OVERVIEW:  Synonymized nomenclatural treatments express the best available 'fit', in the view of the author, between biodiversity and phylogeny in that hierarchial placment of taxa represents patterns of relative affinity and difference.  Floristic information for a given geographic region is often available as hardcopy floras and manuals that present data on that region's flora within the context and framework of a synonymized array of taxon names that are organized within a nested hierarchy.  While species-specific information, such as distribution, is an important data element of a floristic treatment, the nomenclatural treatment is of fundamental significance in that it provides both a superstructure for placement of species-specific data and an expression of current knowledge regarding patterns of biological relationships.  Systematic research is focused on defining patterns of biological or phylogenetic relationship and, as a result, our picture of affinities and differences is constantly changing.  Traditional publication of floristic treatments as hardcopy documents does not accomodate this change, i.e., these documents are obsolete on the date of issue.  This problem can be resolved via expression of floristic data within a digital context which allows relatively easy 'versioning' or updating.  Thus, a primary rationale for development of this website is the capability for immediate update and change.  Hardcopy publication of floristic data is also 'fixed' with regard to content whereas the potential for data expansion of digital data is unlimited.  Thus, work with this site has also centered on development of systems that allow incorporation of relevant species-specific data that might be openly available on the network.  Digital expression of floristic data also opens a new suite of computational options relative to traditional publication of floras and manuals.  Exploration of these is another focus of site development via collaboration between the Biota of North America Program and the Texas A&M Bioinformatics Working Group.

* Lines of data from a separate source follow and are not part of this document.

//! Cross-reference index parsing.
//!
//! Handles classic `xref` tables, cross-reference streams and hybrid files,
//! following `/Prev` chains from the offset named by `startxref`. The index
//! read here only locates objects for the initial load; the serializer
//! always writes a fresh one.

use crate::error::{Error, Result};
use crate::lexer::{token, Token};
use crate::object::{Dict, Object};
use crate::parser::{object_header_matches, parse_indirect_object, parse_object};
use std::collections::{BTreeMap, HashSet};

/// How many bytes from the end are searched for `startxref`.
const TAIL_WINDOW: usize = 2048;

/// Upper bound on entries in one classic subsection.
const MAX_SUBSECTION_ENTRIES: i64 = 10_000_000;

/// One cross-reference entry.
#[derive(Debug, Clone, Copy, PartialEq, Eq)]
pub enum XRefEntry {
    /// Free slot
    Free {
        /// Generation to use if the number is reused
        gen: u16,
    },
    /// Object stored directly in the file
    InUse {
        /// Byte offset of `N G obj`
        offset: usize,
        /// Generation number
        gen: u16,
    },
    /// Object stored inside an object stream (generation is always 0)
    Compressed {
        /// Object number of the containing `/ObjStm`
        stream: u32,
        /// Index within the stream
        index: u32,
    },
}

/// Cross-reference table plus the trailer dictionary that accompanied it.
#[derive(Debug, Clone, Default)]
pub struct CrossRefTable {
    entries: BTreeMap<u32, XRefEntry>,
    trailer: Dict,
}

impl CrossRefTable {
    /// Empty table.
    pub fn new() -> Self {
        Self::default()
    }

    /// Insert or overwrite the entry for `num`.
    pub fn add_entry(&mut self, num: u32, entry: XRefEntry) {
        self.entries.insert(num, entry);
    }

    /// Entry for `num`.
    pub fn get(&self, num: u32) -> Option<&XRefEntry> {
        self.entries.get(&num)
    }

    /// Entries in object-number order.
    pub fn iter(&self) -> impl Iterator<Item = (u32, XRefEntry)> + '_ {
        self.entries.iter().map(|(n, e)| (*n, *e))
    }

    /// Number of entries.
    pub fn len(&self) -> usize {
        self.entries.len()
    }

    /// True if there are no entries.
    pub fn is_empty(&self) -> bool {
        self.entries.is_empty()
    }

    /// Trailer dictionary.
    pub fn trailer(&self) -> &Dict {
        &self.trailer
    }

    /// Replace the trailer dictionary.
    pub fn set_trailer(&mut self, trailer: Dict) {
        self.trailer = trailer;
    }

    /// Fill gaps from an older section: existing entries and trailer keys win.
    pub fn merge_older(&mut self, older: CrossRefTable) {
        for (num, entry) in older.entries {
            self.entries.entry(num).or_insert(entry);
        }
        for (key, value) in older.trailer {
            if key != "Prev" && key != "XRefStm" {
                self.trailer.entry(key).or_insert(value);
            }
        }
    }

    /// Number of in-use entries (direct or compressed).
    pub fn in_use_count(&self) -> usize {
        self.entries
            .values()
            .filter(|e| !matches!(e, XRefEntry::Free { .. }))
            .count()
    }

    /// Check every direct entry against the file: in bounds and pointing at
    /// the matching `N G obj` header. Returns a description of the first
    /// inconsistency.
    pub fn validate(&self, data: &[u8]) -> std::result::Result<(), String> {
        if self.in_use_count() == 0 {
            return Err("no in-use entries".to_string());
        }
        for (num, entry) in self.iter() {
            if let XRefEntry::InUse { offset, .. } = entry {
                if offset >= data.len() {
                    return Err(format!("object {} offset {} beyond end of file", num, offset));
                }
                if !object_header_matches(data, offset, num) {
                    return Err(format!("object {} header mismatch at offset {}", num, offset));
                }
            }
        }
        Ok(())
    }
}

/// Locate the offset stored after the last `startxref` keyword.
pub fn find_startxref(data: &[u8]) -> Result<usize> {
    let window_start = data.len().saturating_sub(TAIL_WINDOW);
    let tail = &data[window_start..];
    let pos = tail
        .windows(b"startxref".len())
        .rposition(|w| w == b"startxref")
        .ok_or_else(|| Error::ParseError {
            offset: window_start,
            reason: "startxref not found in file tail".to_string(),
        })?;
    let after = &tail[pos + b"startxref".len()..];
    match token(after) {
        Ok((_, Token::Integer(n))) if n >= 0 && (n as usize) < data.len() => Ok(n as usize),
        _ => Err(Error::ParseError {
            offset: window_start + pos,
            reason: "startxref offset missing or out of range".to_string(),
        }),
    }
}

/// Parse the section at `offset` and everything reachable through `/Prev`
/// and `/XRefStm`, newest entries winning.
pub fn parse_xref_chain(data: &[u8], offset: usize, max_depth: u32) -> Result<CrossRefTable> {
    let mut visited = HashSet::new();
    let mut table = parse_section(data, offset)?;
    visited.insert(offset);

    if let Some(stm) = table.trailer().get("XRefStm").and_then(|o| o.as_integer()) {
        match parse_section(data, stm as usize) {
            Ok(hybrid) => table.merge_older(hybrid),
            Err(e) => log::warn!("Ignoring unreadable /XRefStm at {}: {}", stm, e),
        }
    }

    let mut prev = table.trailer().get("Prev").and_then(|o| o.as_integer());
    let mut depth = 0;
    while let Some(p) = prev {
        let p = p as usize;
        if !visited.insert(p) {
            log::warn!("Cross-reference /Prev loop at offset {}", p);
            break;
        }
        depth += 1;
        if depth > max_depth {
            return Err(Error::RecursionLimitExceeded(max_depth));
        }
        let older = parse_section(data, p)?;
        prev = older.trailer().get("Prev").and_then(|o| o.as_integer());
        if let Some(stm) = older.trailer().get("XRefStm").and_then(|o| o.as_integer()) {
            if let Ok(hybrid) = parse_section(data, stm as usize) {
                table.merge_older(hybrid);
            }
        }
        table.merge_older(older);
    }

    table.trailer.remove("Prev");
    table.trailer.remove("XRefStm");
    Ok(table)
}

/// Parse one section, classic or stream.
fn parse_section(data: &[u8], offset: usize) -> Result<CrossRefTable> {
    let slice = data.get(offset..).ok_or_else(|| Error::ParseError {
        offset,
        reason: "cross-reference offset beyond end of file".to_string(),
    })?;
    match token(slice) {
        Ok((rest, Token::Keyword(b"xref"))) => parse_classic(rest, offset),
        Ok((_, Token::Integer(_))) => parse_stream_section(slice, offset),
        _ => Err(Error::ParseError {
            offset,
            reason: "expected 'xref' or a cross-reference stream".to_string(),
        }),
    }
}

fn section_error(offset: usize, reason: &str) -> Error {
    Error::ParseError {
        offset,
        reason: reason.to_string(),
    }
}

fn next_int(input: &[u8], offset: usize) -> Result<(&[u8], i64)> {
    match token(input) {
        Ok((rest, Token::Integer(n))) => Ok((rest, n)),
        _ => Err(section_error(offset, "malformed cross-reference entry")),
    }
}

fn parse_classic(mut input: &[u8], offset: usize) -> Result<CrossRefTable> {
    let mut table = CrossRefTable::new();
    let mut first_subsection = true;

    loop {
        match token(input) {
            Ok((rest, Token::Keyword(b"trailer"))) => {
                let (_, trailer) = parse_object(rest)
                    .map_err(|_| section_error(offset, "unreadable trailer dictionary"))?;
                match trailer {
                    Object::Dictionary(d) => table.set_trailer(d),
                    _ => return Err(section_error(offset, "trailer is not a dictionary")),
                }
                return Ok(table);
            },
            Ok((_, Token::Integer(_))) => {},
            _ => return Err(section_error(offset, "missing trailer after xref table")),
        }

        let (rest, mut start) = next_int(input, offset)?;
        let (mut rest, count) = next_int(rest, offset)?;
        if !(0..=MAX_SUBSECTION_ENTRIES).contains(&count) || start < 0 {
            return Err(section_error(offset, "implausible xref subsection header"));
        }

        let mut rows = Vec::with_capacity(count as usize);
        for _ in 0..count {
            let (r, field1) = next_int(rest, offset)?;
            let (r, gen) = next_int(r, offset)?;
            let (r, kind) = match token(r) {
                Ok((r, Token::Keyword(k))) if k == b"n" || k == b"f" => (r, k[0]),
                _ => return Err(section_error(offset, "xref entry type must be 'n' or 'f'")),
            };
            rows.push((field1, gen, kind));
            rest = r;
        }

        // A common writer bug numbers the first subsection from 1 while
        // still listing the free head of object 0.
        if first_subsection && start == 1 && rows.first().is_some_and(|r| r.2 == b'f' && r.1 == 65535) {
            log::warn!("xref subsection starts at 1 with a free head entry; shifting to 0");
            start = 0;
        }
        first_subsection = false;

        for (i, (field1, gen, kind)) in rows.into_iter().enumerate() {
            let num = (start as u64 + i as u64) as u32;
            let gen = gen.clamp(0, 65535) as u16;
            let entry = if kind == b'n' && field1 > 0 {
                XRefEntry::InUse {
                    offset: field1 as usize,
                    gen,
                }
            } else {
                XRefEntry::Free { gen }
            };
            table.add_entry(num, entry);
        }
        input = rest;
    }
}

fn parse_stream_section(slice: &[u8], offset: usize) -> Result<CrossRefTable> {
    let (_, (_, obj)) = parse_indirect_object(slice, 64)
        .map_err(|_| section_error(offset, "unreadable cross-reference stream"))?;
    if obj.dict_type() != Some("XRef") {
        return Err(section_error(offset, "object at startxref is not /Type /XRef"));
    }
    parse_xref_stream(&obj, offset)
}

/// Decode a `/Type /XRef` stream into a table whose trailer is the stream dictionary.
pub fn parse_xref_stream(obj: &Object, offset: usize) -> Result<CrossRefTable> {
    let Object::Stream { dict, .. } = obj else {
        return Err(section_error(offset, "cross-reference stream is not a stream"));
    };
    let widths: Vec<usize> = dict
        .get("W")
        .and_then(|w| w.as_array())
        .map(|arr| arr.iter().map(|o| o.as_integer().unwrap_or(0).max(0) as usize).collect())
        .unwrap_or_default();
    if widths.len() != 3 || widths.iter().any(|&w| w > 8) {
        return Err(section_error(offset, "invalid /W in cross-reference stream"));
    }
    let size = dict.get("Size").and_then(|o| o.as_integer()).unwrap_or(0).max(0);
    let index: Vec<i64> = dict
        .get("Index")
        .and_then(|o| o.as_array())
        .map(|arr| arr.iter().filter_map(|o| o.as_integer()).collect())
        .unwrap_or_else(|| vec![0, size]);

    let data = obj.decode_stream_data()?;
    let row_len: usize = widths.iter().sum();
    if row_len == 0 {
        return Err(section_error(offset, "zero-width cross-reference rows"));
    }

    let mut table = CrossRefTable::new();
    let mut rows = data.chunks_exact(row_len);
    for pair in index.chunks(2) {
        let (start, count) = match pair {
            [s, c] if *s >= 0 && *c >= 0 => (*s as u64, *c as u64),
            _ => break,
        };
        for i in 0..count {
            let Some(row) = rows.next() else {
                log::warn!("Cross-reference stream shorter than its /Index claims");
                break;
            };
            let (f1, rest) = row.split_at(widths[0]);
            let (f2, f3) = rest.split_at(widths[1]);
            // a zero-width type field defaults to type 1
            let kind = if widths[0] == 0 { 1 } else { read_be(f1) };
            let num = (start + i) as u32;
            let entry = match kind {
                0 => XRefEntry::Free {
                    gen: read_be(f3) as u16,
                },
                1 => XRefEntry::InUse {
                    offset: read_be(f2) as usize,
                    gen: read_be(f3) as u16,
                },
                2 => XRefEntry::Compressed {
                    stream: read_be(f2) as u32,
                    index: read_be(f3) as u32,
                },
                // unknown types are treated as null references
                _ => continue,
            };
            table.add_entry(num, entry);
        }
    }

    let mut trailer = dict.clone();
    for key in ["Type", "W", "Index", "Filter", "DecodeParms", "Length"] {
        trailer.remove(key);
    }
    table.set_trailer(trailer);
    Ok(table)
}

fn read_be(bytes: &[u8]) -> u64 {
    bytes.iter().fold(0u64, |acc, &b| (acc << 8) | u64::from(b))
}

PROCEDURES:  Production of this site involves - in essence - conversion of two BONAP data files (nomenclature and geographic distribution) to binary data tables that can be processed by local (Win95) database programs.  Two separate programs act on these tables to produce two large ASCII files.  Actions include HTML formatting and insertion of various reference links to either outside or local sources of ancillary data for each species.  The two large ASCII files generated by these programs are transferred to a specific UNIX server directory the Center for the Study of Digital Libraries and indexed using Managing Gigabytes (MG).   Indexing is accomplished automatically when new ASCII files are generated via a 'big button' web page.  The indices place each species as a basic MG 'document'.  Once indexing is accomplished, the indices are available for query from any network node.  The frame-based user interface of this site functions - in essence - to send pre-formatted URL queries to either the mapping or nomenclature index.  With the exception of the 'String Query' option, all involve programmed (Win95) interaction with the two base data tables to generate suites of alphabetical and taxon-based query pages that allow the user to 'mouse click' through the data.  However, the indices can be queried from 'outside' the user interface using an appropriately formatted URL.  The nomenclature index is available for query via the URL:

http://www.csdl.tamu.edu/FLORA/cgi/ruled_html_query?colldir=kartesz%2Fmgdata&collname=bonap98&query=whatever

with 'whatever' replaced by the desired query string.

The diversity mapping index can be queried using the URL 'root':

http://www.csdl.tamu.edu/FLORA/cgi/b98_map?

with, after the ?, addition of the following (Replace items in [] by the taxon name (so "genus=Bouteloua"):

all=yes (to map everything - all taxa)
group=[group_letter] where [group_letter] is P(Pteriodphytes)),G(Gymnosperms),M(Monocots), or D(Dicots)
subclass=[subclass_name]
order=[order_name]
family=[family_name]
genus=[genus_name]
genus=[genus_name]&species=[species_name]
genus=[genus_name]&species=[species_name]&tri=[tri_name]
genus=[genus_name]&species=[species_name]&tri=[tri_name]&quad=[quad_name]

For the species, tri, and quad views, by default you get the distribution map for that level. If you add "&show_infras=yes" to the URL, you get the diversity map for the next lower level down, that is, adding show_infras=yes to a species-level URL shows you the diversity of the tri-level items and adding it to a tri-level URL shows you the diversity of the quads.